The Lotus Evija recaptures the acoustic blare of its 1967 Formula One ancestor. Picture: SUPPLIED
The Lotus Evija recaptures the acoustic blare of its 1967 Formula One ancestor. Picture: SUPPLIED

Car makers are readying themselves for an electric future and composing sounds which battery-powered vehicles will use to not only alert pedestrians of their presence but to also distinguish between brands.

Niche sports car brand Lotus says it has found the perfect warble for its Evija hyper electric vehicle (EV) through digitally manipulating the unforgettable Cosworth-Ford V8 engine sound made by the  Lotus Type 49 Formula One cars introduced in 1967. Graham Hill won the 1968 F1 Drivers’ Championship in a Type 49.

Music producer Patrick Patrikios, who is tasked with creating the sound, says they realised that slowing the Type 49’s engine note down created a similar frequency to the natural driving sound produced by the Evija’s electric drivetrain.

Patrikios, who has written and produced songs for a number of stars including Britney Spears, says: “There’s purity to that V8, a raw edge and an emotion that stirs something in your soul.
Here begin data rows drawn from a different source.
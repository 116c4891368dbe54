use std::collections::BTreeSet;

use thiserror::Error;
use tracing::debug;

use super::config::{ConfigError, SamplingConfig};
use super::policy::{FlyClientPolicy, SamplingPolicy};
use crate::mmr::Accumulator;
use crate::proof::{build_proof_info, verify_proof_detailed, ProofError, VerifyError};
use crate::types::{keccak256, scale_weight, Digest, ProofBlock, ProofInfo, Weight};

/// Errors of the proof-of-weight protocol. A count mismatch is kept apart
/// from digest failures: it means protocol-version skew or a prover that
/// chose its own sample set.
#[derive(Debug, Error)]
pub enum SamplingError {
    #[error("Accumulator is empty; there is no weight to prove")]
    EmptyAccumulator,

    #[error("Proof lists {got} sampled leaves but {expected} are required")]
    SampleCountMismatch { expected: u64, got: usize },

    #[error("Sampling requires {required} leaves, above the budget of {max}")]
    SampleBudgetExceeded { required: f64, max: u64 },

    #[error("Checkpoint leaf {index} is not revealed by the proof")]
    MissingCheckpoint { index: u64 },

    #[error(transparent)]
    Proof(#[from] ProofError),

    #[error(transparent)]
    Verify(#[from] VerifyError),

    #[error(transparent)]
    Config(#[from] ConfigError),
}

/// Output of [`WeightSampler::create_proof`].
#[derive(Clone, Debug, PartialEq, Eq)]
pub struct SampledProof {
    pub proof: ProofInfo,
    /// Drawn leaf indices, one per sample, in draw order (duplicates kept).
    pub sampled: Vec<u64>,
    /// Checkpoint leaves revealed alongside the samples, newest first.
    pub checkpoints: Vec<u64>,
}

/// Seed of the `index`-th draw: `keccak256(root_digest ‖ index_be)`.
pub fn sample_seed(root_digest: &Digest, index: u64) -> Digest {
    let mut preimage = [0u8; 40];
    preimage[..32].copy_from_slice(root_digest.as_slice());
    preimage[32..].copy_from_slice(&index.to_be_bytes());
    Digest::from(keccak256(&preimage))
}

/// Weighted binary search: the leaf whose cumulative-weight interval holds
/// `target`. Targets at or beyond the total land on the last leaf.
pub fn locate_leaf(accumulator: &Accumulator, target: &Weight) -> Option<u64> {
    let mut node = accumulator.root()?;
    let mut start = 0u64;
    let mut remaining = target.clone();
    while let Some((left, right)) = accumulator.get_children(node) {
        if remaining < left.weight {
            node = left;
        } else {
            remaining -= &left.weight;
            start += left.leaf_count;
            node = right;
        }
    }
    Some(start)
}

/// Drives proof-of-weight creation and checking on top of the proof builder
/// and verifier.
#[derive(Clone, Debug)]
pub struct WeightSampler<P = FlyClientPolicy> {
    config: SamplingConfig,
    policy: P,
}

impl WeightSampler<FlyClientPolicy> {
    pub fn new(config: SamplingConfig) -> Result<Self, ConfigError> {
        let policy = FlyClientPolicy::from_config(&config);
        Self::with_policy(config, policy)
    }
}

impl Default for WeightSampler<FlyClientPolicy> {
    fn default() -> Self {
        let config = SamplingConfig::default();
        Self {
            policy: FlyClientPolicy::from_config(&config),
            config,
        }
    }
}

impl<P: SamplingPolicy> WeightSampler<P> {
    pub fn with_policy(config: SamplingConfig, policy: P) -> Result<Self, ConfigError> {
        config.validate()?;
        Ok(Self { config, policy })
    }

    pub fn config(&self) -> &SamplingConfig {
        &self.config
    }

    pub fn policy(&self) -> &P {
        &self.policy
    }

    /// `ceil(bound) + 1` samples, capped by the configured budget.
    pub fn required_samples(
        &self,
        delta: &Weight,
        root_weight: &Weight,
        leaf_count: u64,
    ) -> Result<u64, SamplingError> {
        let bound = self.policy.soundness_bound(delta, root_weight, leaf_count);
        let max = self.config.max_samples;
        if !bound.is_finite() || bound < 0.0 || bound.ceil() >= max as f64 {
            return Err(SamplingError::SampleBudgetExceeded { required: bound, max });
        }
        let required = bound.ceil() as u64 + 1;
        debug!(bound, required, leaf_count, "required samples");
        Ok(required)
    }

    /// The deterministic weight fractions of the first `count` draws,
    /// sorted ascending.
    pub fn sample_fractions(
        &self,
        root_digest: &Digest,
        delta: &Weight,
        root_weight: &Weight,
        count: u64,
    ) -> Vec<f64> {
        let mut fractions: Vec<f64> = (0..count)
            .map(|i| {
                let unit = self.policy.unit_fraction(&sample_seed(root_digest, i));
                self.policy.weight_fraction(unit, delta, root_weight)
            })
            .collect();
        fractions.sort_by(f64::total_cmp);
        fractions
    }

    /// Multiples of the checkpoint interval counting back from the tip,
    /// newest first, at most `max_checkpoints` of them.
    pub fn checkpoint_indices(&self, leaf_count: u64) -> Vec<u64> {
        if leaf_count == 0 {
            return Vec::new();
        }
        let interval = self.config.checkpoint_interval;
        let newest = (leaf_count - 1) / interval * interval;
        std::iter::successors(Some(newest), |&index| index.checked_sub(interval))
            .take(self.config.max_checkpoints)
            .collect()
    }

    /// Build a proof that `accumulator` carries its root weight, given a
    /// claimed extension of weight `delta` on top of it.
    pub fn create_proof(
        &self,
        accumulator: &Accumulator,
        delta: &Weight,
    ) -> Result<SampledProof, SamplingError> {
        let root = accumulator.root().ok_or(SamplingError::EmptyAccumulator)?;
        let required = self.required_samples(delta, &root.weight, root.leaf_count)?;
        let fractions = self.sample_fractions(&root.digest, delta, &root.weight, required);

        let mut sampled = Vec::with_capacity(fractions.len());
        for fraction in &fractions {
            let target = scale_weight(&root.weight, *fraction);
            let index = locate_leaf(accumulator, &target).ok_or(SamplingError::EmptyAccumulator)?;
            sampled.push(index);
        }
        let checkpoints = self.checkpoint_indices(root.leaf_count);

        let targets: BTreeSet<u64> = sampled.iter().chain(checkpoints.iter()).copied().collect();
        let proof = build_proof_info(accumulator, &targets, sampled.clone())?;
        debug!(
            leaf_count = root.leaf_count,
            samples = sampled.len(),
            revealed = targets.len(),
            elems = proof.elems.len(),
            "created weight proof"
        );
        Ok(SampledProof {
            proof,
            sampled,
            checkpoints,
        })
    }

    /// Recompute the draws the prover was obliged to make and pair them with
    /// the indices it declared.
    pub fn verify_required_blocks(
        &self,
        proof: &ProofInfo,
        delta: &Weight,
    ) -> Result<Vec<ProofBlock>, SamplingError> {
        if proof.leaf_count == 0 {
            return Err(SamplingError::EmptyAccumulator);
        }
        let required = self.required_samples(delta, &proof.root_weight, proof.leaf_count)?;
        if proof.checked.len() as u64 != required {
            return Err(SamplingError::SampleCountMismatch {
                expected: required,
                got: proof.checked.len(),
            });
        }
        let fractions =
            self.sample_fractions(&proof.root_digest, delta, &proof.root_weight, required);
        Ok(proof
            .checked
            .iter()
            .zip(fractions)
            .map(|(&index, fraction)| ProofBlock::sampled(index, fraction))
            .collect())
    }

    /// Full light-client acceptance check: sample count, proof replay, draw
    /// consistency of every sampled leaf, and presence of the checkpoints.
    pub fn verify(&self, proof: &ProofInfo, delta: &Weight) -> Result<(), SamplingError> {
        let mut blocks = self.verify_required_blocks(proof, delta)?;
        let checkpoints = self.checkpoint_indices(proof.leaf_count);
        blocks.extend(checkpoints.iter().map(|&index| ProofBlock::inclusion(index)));

        match verify_proof_detailed(proof, &blocks) {
            Ok(()) => Ok(()),
            Err(VerifyError::UnknownBlock { index })
                if checkpoints.contains(&index) && !proof.checked.contains(&index) =>
            {
                Err(SamplingError::MissingCheckpoint { index })
            }
            Err(err) => Err(err.into()),
        }
    }
}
We wanted to create a soundscape for the Evija that was recognisably and distinctively Lotus, an audio blueprint for its future electric cars.”

The composer has been a Lotus fan since childhood and who currently owns a Lotus Evora.

He has also developed chimes and tones for everything from the activation of the indicators to the seatbelt warning for the Evija, which is powered by four electric motors (one at each wheel) for total  outputs of 1,471kW and 1,700Nm, making it the most powerful production car in the world.

It’ll scoot past 100km/h in less than three seconds, passing the 300km/h mark in about nine seconds on its way to a 321km/h top speed. 

Production is set to begin this year and only 130 units will be built at a price of about £2.4m (R50m).